→ **ASSIGNMENT**
Please give back each line of the listing, unchanged in every word.

──────

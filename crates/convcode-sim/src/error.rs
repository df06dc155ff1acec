use convcode_core::FecError;

pub type SimResult<T> = Result<T, SimError>;

/// Errors that can occur while configuring or running a simulation
#[derive(Debug, Clone, PartialEq, thiserror::Error)]
pub enum SimError {
    #[error("error probability {0} outside [0, 1]")]
    InvalidProbability(f64),

    #[error("SNR must be finite, got {0} dB")]
    InvalidSnr(f64),

    #[error("invalid sweep: {0}")]
    InvalidSweep(String),

    #[error(transparent)]
    Fec(#[from] FecError),
}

──────

→ **REPLY TO THE EXERCISE**
filename crates/convcode-sim/src/error.rs
repository df06dc155ff1acec
use convcode_core::FecError;

pub type SimResult<T> = Result<T, SimError>;

/// Errors that can occur while configuring or running a simulation
#[derive(Debug, Clone, PartialEq, thiserror::Error)]
pub enum SimError {
    #[error("error probability {0} outside [0, 1]")]
    InvalidProbability(f64),

    #[error("SNR must be finite, got {0} dB")]
    InvalidSnr(f64),

    #[error("invalid sweep: {0}")]
    InvalidSweep(String),

    #[error(transparent)]
    Fec(#[from] FecError),
}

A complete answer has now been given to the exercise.